Work request.
Please report every line in the entries that contains the string "async".

Data shown.
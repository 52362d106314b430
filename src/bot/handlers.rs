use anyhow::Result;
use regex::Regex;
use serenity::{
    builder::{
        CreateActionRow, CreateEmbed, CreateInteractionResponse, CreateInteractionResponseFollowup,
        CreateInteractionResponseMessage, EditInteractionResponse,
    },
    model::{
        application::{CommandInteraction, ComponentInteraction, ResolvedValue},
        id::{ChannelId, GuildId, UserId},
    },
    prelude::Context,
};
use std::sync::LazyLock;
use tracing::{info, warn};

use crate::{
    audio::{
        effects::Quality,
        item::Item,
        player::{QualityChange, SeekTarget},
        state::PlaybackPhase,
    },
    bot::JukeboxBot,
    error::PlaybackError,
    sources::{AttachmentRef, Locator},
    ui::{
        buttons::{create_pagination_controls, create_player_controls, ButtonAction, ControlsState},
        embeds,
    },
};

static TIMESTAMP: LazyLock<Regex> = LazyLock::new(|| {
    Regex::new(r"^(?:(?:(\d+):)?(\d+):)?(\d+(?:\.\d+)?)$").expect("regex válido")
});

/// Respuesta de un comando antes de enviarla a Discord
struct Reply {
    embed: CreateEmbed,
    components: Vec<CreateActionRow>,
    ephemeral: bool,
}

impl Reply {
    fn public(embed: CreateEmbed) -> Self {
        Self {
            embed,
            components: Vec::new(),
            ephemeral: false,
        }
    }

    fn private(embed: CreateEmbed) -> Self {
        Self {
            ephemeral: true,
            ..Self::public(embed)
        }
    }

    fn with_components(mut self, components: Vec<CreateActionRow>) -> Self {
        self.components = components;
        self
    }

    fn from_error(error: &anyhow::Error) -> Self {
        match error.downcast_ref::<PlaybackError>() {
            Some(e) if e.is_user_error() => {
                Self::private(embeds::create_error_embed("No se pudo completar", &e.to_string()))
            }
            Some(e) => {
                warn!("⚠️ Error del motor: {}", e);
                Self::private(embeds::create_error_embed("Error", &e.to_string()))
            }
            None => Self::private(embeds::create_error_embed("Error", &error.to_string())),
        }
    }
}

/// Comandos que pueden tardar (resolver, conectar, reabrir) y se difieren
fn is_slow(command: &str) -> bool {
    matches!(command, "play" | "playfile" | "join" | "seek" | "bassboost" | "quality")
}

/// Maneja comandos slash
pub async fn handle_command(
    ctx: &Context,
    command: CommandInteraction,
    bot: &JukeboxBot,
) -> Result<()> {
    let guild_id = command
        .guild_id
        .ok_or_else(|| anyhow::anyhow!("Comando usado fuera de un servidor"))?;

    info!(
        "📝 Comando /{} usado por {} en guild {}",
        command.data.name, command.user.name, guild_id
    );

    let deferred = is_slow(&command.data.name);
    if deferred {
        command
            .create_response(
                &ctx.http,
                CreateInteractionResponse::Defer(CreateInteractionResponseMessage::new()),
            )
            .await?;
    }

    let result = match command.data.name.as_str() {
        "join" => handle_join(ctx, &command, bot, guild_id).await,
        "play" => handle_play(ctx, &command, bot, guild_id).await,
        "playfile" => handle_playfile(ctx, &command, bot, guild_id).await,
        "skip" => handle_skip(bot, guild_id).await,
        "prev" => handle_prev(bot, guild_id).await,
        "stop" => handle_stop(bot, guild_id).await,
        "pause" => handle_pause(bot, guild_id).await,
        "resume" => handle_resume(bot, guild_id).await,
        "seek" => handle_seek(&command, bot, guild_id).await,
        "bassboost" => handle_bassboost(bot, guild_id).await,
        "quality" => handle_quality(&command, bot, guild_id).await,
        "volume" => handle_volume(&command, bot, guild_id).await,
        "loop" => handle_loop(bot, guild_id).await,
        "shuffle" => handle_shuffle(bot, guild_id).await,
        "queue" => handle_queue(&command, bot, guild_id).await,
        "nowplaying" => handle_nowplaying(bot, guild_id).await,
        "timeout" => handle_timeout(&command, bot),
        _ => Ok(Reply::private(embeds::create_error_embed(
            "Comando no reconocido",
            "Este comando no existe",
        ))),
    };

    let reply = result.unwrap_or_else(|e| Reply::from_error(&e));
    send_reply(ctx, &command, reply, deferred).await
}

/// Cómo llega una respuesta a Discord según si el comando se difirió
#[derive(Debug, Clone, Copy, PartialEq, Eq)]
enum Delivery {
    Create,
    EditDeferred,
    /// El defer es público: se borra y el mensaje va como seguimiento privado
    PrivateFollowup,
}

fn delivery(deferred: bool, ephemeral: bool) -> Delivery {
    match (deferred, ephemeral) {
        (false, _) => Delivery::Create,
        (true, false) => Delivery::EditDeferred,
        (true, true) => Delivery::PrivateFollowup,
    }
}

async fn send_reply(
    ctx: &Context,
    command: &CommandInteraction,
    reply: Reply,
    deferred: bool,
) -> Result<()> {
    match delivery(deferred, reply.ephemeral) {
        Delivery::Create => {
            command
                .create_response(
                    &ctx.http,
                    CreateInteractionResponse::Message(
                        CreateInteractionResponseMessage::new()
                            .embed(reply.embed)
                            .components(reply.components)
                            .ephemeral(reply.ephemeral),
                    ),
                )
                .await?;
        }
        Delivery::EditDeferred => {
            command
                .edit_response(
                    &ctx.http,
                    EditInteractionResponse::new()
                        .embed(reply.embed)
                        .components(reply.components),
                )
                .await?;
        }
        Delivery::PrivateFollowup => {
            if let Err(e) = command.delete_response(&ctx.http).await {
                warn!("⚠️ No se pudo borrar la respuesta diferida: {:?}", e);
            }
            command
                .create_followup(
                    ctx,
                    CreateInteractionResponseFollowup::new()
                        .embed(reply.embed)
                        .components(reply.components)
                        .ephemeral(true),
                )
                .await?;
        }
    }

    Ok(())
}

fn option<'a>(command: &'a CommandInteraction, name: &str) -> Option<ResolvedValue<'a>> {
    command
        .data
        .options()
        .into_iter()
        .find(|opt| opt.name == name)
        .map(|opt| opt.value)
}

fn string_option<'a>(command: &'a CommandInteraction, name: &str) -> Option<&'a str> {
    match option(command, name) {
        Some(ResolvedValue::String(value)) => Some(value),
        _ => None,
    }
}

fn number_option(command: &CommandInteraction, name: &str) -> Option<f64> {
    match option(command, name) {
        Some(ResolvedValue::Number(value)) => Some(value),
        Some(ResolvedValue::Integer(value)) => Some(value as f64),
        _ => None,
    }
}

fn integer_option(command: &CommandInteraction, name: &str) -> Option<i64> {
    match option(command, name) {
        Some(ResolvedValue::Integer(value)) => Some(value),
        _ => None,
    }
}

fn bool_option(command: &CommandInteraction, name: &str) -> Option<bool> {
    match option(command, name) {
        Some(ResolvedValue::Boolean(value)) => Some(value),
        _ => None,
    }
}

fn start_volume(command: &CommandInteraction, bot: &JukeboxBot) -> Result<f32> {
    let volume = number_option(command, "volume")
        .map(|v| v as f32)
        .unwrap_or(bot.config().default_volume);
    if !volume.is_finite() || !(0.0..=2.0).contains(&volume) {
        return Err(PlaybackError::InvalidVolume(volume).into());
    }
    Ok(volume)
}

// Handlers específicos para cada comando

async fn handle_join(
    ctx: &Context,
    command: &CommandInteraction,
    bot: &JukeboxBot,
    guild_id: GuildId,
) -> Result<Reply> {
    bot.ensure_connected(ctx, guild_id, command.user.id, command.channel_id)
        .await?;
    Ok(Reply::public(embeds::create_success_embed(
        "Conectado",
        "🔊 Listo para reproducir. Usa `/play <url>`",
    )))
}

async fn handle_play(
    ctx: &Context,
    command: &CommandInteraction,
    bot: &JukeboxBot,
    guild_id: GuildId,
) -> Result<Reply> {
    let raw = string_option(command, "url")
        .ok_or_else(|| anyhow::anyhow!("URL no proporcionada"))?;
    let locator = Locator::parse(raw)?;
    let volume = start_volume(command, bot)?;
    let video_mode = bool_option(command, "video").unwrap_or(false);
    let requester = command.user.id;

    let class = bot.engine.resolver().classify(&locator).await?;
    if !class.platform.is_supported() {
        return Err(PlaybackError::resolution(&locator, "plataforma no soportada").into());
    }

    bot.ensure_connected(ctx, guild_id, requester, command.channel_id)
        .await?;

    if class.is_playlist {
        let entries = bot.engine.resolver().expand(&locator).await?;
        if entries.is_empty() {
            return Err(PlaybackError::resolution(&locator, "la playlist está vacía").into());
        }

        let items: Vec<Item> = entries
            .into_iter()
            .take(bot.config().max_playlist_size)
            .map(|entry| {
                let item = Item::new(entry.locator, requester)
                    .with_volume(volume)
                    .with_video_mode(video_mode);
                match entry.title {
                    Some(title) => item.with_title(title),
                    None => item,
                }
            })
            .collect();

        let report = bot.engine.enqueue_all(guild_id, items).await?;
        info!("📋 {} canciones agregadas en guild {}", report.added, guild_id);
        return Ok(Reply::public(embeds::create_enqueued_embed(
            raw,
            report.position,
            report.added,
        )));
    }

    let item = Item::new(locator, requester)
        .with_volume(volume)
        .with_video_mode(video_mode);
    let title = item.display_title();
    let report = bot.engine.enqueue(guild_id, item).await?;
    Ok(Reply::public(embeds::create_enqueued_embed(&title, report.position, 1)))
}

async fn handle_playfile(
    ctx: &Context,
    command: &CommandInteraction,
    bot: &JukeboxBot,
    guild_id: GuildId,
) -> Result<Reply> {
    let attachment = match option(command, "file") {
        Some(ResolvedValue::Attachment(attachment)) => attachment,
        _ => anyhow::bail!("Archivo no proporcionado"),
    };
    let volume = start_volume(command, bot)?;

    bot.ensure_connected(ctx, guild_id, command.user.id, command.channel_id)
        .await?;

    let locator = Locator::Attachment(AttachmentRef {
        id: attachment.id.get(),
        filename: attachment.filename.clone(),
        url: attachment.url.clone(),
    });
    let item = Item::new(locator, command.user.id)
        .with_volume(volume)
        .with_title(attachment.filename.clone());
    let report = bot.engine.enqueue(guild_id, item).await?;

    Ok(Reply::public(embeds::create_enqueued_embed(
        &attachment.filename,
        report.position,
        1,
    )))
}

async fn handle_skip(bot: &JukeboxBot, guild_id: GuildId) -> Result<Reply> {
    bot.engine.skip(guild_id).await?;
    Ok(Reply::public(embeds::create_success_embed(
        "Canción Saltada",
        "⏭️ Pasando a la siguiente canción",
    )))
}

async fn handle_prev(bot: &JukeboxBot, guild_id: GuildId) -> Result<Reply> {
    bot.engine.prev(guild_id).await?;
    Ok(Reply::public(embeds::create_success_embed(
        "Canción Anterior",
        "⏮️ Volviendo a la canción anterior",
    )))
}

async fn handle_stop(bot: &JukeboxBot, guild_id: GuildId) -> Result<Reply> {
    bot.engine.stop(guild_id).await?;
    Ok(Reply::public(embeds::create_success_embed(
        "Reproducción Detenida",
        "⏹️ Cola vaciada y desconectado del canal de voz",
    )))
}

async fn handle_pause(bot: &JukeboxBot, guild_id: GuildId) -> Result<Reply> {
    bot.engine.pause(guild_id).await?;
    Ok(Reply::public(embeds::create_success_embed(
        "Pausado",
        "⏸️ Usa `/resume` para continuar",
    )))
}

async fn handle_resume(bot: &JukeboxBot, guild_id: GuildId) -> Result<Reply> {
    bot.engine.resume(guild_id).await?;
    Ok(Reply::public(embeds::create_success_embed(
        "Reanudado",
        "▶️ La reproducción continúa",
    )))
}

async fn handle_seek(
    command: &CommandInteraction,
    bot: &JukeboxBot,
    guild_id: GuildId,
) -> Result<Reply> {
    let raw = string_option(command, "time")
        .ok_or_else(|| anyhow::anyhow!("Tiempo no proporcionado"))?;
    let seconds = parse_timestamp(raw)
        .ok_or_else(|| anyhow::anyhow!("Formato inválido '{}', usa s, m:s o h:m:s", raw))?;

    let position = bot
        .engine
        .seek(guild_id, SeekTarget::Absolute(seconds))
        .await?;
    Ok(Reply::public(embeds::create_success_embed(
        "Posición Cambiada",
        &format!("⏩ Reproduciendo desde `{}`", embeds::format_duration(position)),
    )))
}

Task solution.
pub async fn handle_command(
async fn send_reply(
async fn handle_join(
async fn handle_play(
async fn handle_playfile(
async fn handle_skip(bot: &JukeboxBot, guild_id: GuildId) -> Result<Reply> {
async fn handle_prev(bot: &JukeboxBot, guild_id: GuildId) -> Result<Reply> {
async fn handle_stop(bot: &JukeboxBot, guild_id: GuildId) -> Result<Reply> {
async fn handle_pause(bot: &JukeboxBot, guild_id: GuildId) -> Result<Reply> {
async fn handle_resume(bot: &JukeboxBot, guild_id: GuildId) -> Result<Reply> {
async fn handle_seek(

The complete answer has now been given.